Trilogy Systems Corporation was a computer systems company started in 1980. Originally called ACSYS, the company was founded by Gene Amdahl, his son Carl Amdahl[2] and Clifford Madden. Flush with the success of his previous company, Amdahl Corporation, Gene Amdahl was able to raise $230 million for his new venture. Trilogy was the most well-funded start-up company up till that point in Silicon Valley history. It had corporate support from Groupe Bull, Digital Equipment Corporation, Unisys, Sperry Rand and others. The plan was to use extremely advanced semiconductor manufacturing techniques to build an IBM compatible mainframe computer that was both cheaper and more powerful than existing systems from IBM and Amdahl Corporation.

Amdahl leaves Amdahl[edit]

Large computers of the 1960s and 70s were physically constructed using small circuit boards populated with individual transistors or small scale integrated circuits. Using many separate boards allowed them to remove malfunctioning circuits and replace them.

At Amdahl Corporation, Amdahl was able to produce systems compatible with the IBM System/370 at lower cost while also running faster. Much of this was due to his collaboration with Fujitsu, who used their own semiconductor fabrication lines to produce the emitter-coupled logic (ECL) transistors in chip form at scales that had not been accomplished before. Previous systems, like the System/370, managed up to 35 gates on a chip, using Amdahl's design, Fujitsu was able to reliably produce 100 gates on a chip. This made the resulting system smaller and cheaper and able to run at faster clock speeds.[3]

In the late 1970s, Amdahl began the process of designing the replacement for their 470 series. The new machine, the 580, had 50 chips on a board and 77 boards in total. There was an inherent catch-22 in this design; by placing more components on a card they were increasing the chances that a given card would fail, so there was pressure to use more, simpler boards. However, doing so increased the number of boards, to the point where inter-board delays made timing constraints very difficult to achieve. Fujitsu decided to move ahead with the concept even though Amdahl himself was increasingly against the design.[3]

Trilogy forms[edit]

An early wafer-scale integration attempt by Trilogy Systems

In 1980, he decided he had lost control of the company and decided to leave. Still interested in the compatible mainframe market, Amdahl formed Trilogy in 1980.[3] His idea was to solve the complexity problem by producing all of the circuit boards on a single wafer, known as wafer scale integration (WSI). Instead of making many small boards and wiring them together inside the computer, they would all be printed on a single wafer which would carry the connections patterned using the same process. The design called for a computer chip that was 2.5 inch on one side. At the time, computer chips of only 0.25 inch on a side could be reliably manufactured.

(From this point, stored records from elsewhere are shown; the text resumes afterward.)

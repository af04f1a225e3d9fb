use tracing::trace;

use crate::core::PowerScale;
use crate::core::ticks::{TickRange, tick_range};
use crate::error::ScaleResult;

use super::number_format::{FormatKind, NumberFormat, SiPrefix};

/// Formats tick values with just enough precision to tell adjacent ticks apart.
#[derive(Debug, Clone, Copy, PartialEq)]
pub struct TickFormatter {
    format: NumberFormat,
    prefix: Option<SiPrefix>,
}

impl TickFormatter {
    /// Builds the formatter for ticks spanning `a..b` split into about `count` steps.
    ///
    /// Without a specifier the output is comma-grouped fixed decimals. A
    /// specifier that omits the precision gets one derived from the step.
    pub fn for_extent(a: f64, b: f64, count: usize, specifier: Option<&str>) -> ScaleResult<Self> {
        let range = tick_range(a, b, count);
        let formatter = match specifier {
            None => Self::default_for(range),
            Some(specifier) => Self::from_specifier(NumberFormat::parse(specifier)?, range),
        };
        trace!(
            count,
            specifier = specifier.unwrap_or(""),
            format = %formatter.format,
            "resolve tick formatter"
        );
        Ok(formatter)
    }

    fn default_for(range: Option<TickRange>) -> Self {
        let format = NumberFormat {
            grouping: true,
            ..NumberFormat::default()
        };
        let format = match range {
            Some(range) => format
                .with_kind(FormatKind::Fixed)
                .with_precision(step_precision(range.step.value())),
            None => format,
        };
        Self {
            format,
            prefix: None,
        }
    }

    fn from_specifier(format: NumberFormat, range: Option<TickRange>) -> Self {
        let Some(range) = range else {
            return Self {
                format,
                prefix: None,
            };
        };
        let step = range.step.value();
        let magnitude = range.start.abs().max(range.stop.abs());

        if format.kind == FormatKind::SiPrefix {
            let prefix = SiPrefix::for_value(magnitude);
            let precision = format
                .precision
                .unwrap_or_else(|| step_precision(prefix.scale(step)));
            return Self {
                format: format.with_kind(FormatKind::Fixed).with_precision(precision),
                prefix: Some(prefix),
            };
        }

        let format = if format.precision.is_some() {
            format
        } else {
            let kind = match format.kind {
                FormatKind::Shortest => FormatKind::Fixed,
                other => other,
            };
            format
                .with_kind(kind)
                .with_precision(kind_precision(kind, step, magnitude))
        };
        Self {
            format,
            prefix: None,
        }
    }

    #[must_use]
    pub fn number_format(&self) -> NumberFormat {
        self.format
    }

    #[must_use]
    pub fn format(&self, value: f64) -> String {
        match self.prefix {
            Some(prefix) => self
                .format
                .format_with_suffix(prefix.scale(value), prefix.symbol()),
            None => self.format.format(value),
        }
    }
}

impl PowerScale {
    /// Tick label formatter matched to [`PowerScale::ticks`] for the same `count`.
    pub fn tick_format(&self, count: usize, specifier: Option<&str>) -> ScaleResult<TickFormatter> {
        let (start, end) = self.domain_extent();
        TickFormatter::for_extent(start, end, count, specifier)
    }
}

/// Decimals needed to show multiples of `step`.
fn step_precision(step: f64) -> usize {
    if !step.is_finite() || step <= 0.0 {
        return 0;
    }
    let digits = -(step.log10() + 0.01).floor();
    if digits <= 0.0 { 0 } else { digits as usize }
}

fn kind_precision(kind: FormatKind, step: f64, magnitude: f64) -> usize {
    let step_digits = signed_step_precision(step);
    if kind.is_significant() {
        let magnitude_digits = signed_step_precision(magnitude);
        let significant = (step_digits - magnitude_digits).unsigned_abs() as usize;
        if kind == FormatKind::Exponent {
            significant
        } else {
            significant + 1
        }
    } else {
        let digits = if kind == FormatKind::Percent {
            step_digits - 2
        } else {
            step_digits
        };
        usize::try_from(digits).unwrap_or(0)
    }
}

fn signed_step_precision(value: f64) -> i64 {
    if !value.is_finite() || value <= 0.0 {
        return 0;
    }
    -((value.log10() + 0.01).floor() as i64)
}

The downside to this approach was that if any one of the "circuit boards" was non-functional, the entire wafer would have to be discarded. The chance this would happen would approach 100% at the complexity levels involved. As with other WSI projects, Trilogy's chip design relied on redundancy, that is replication of functional units. If one unit was not fabricated properly, it would be switched out through on-chip wiring and another correctly functioning copy would be used. All critical gates would be produced in triplicate, and after fabbing the system would be tested to determine which were working using a "voting" system, if any circuit disagreed with its two partners it would be considered broken. That circuit would then be disconnected using a laser.[3]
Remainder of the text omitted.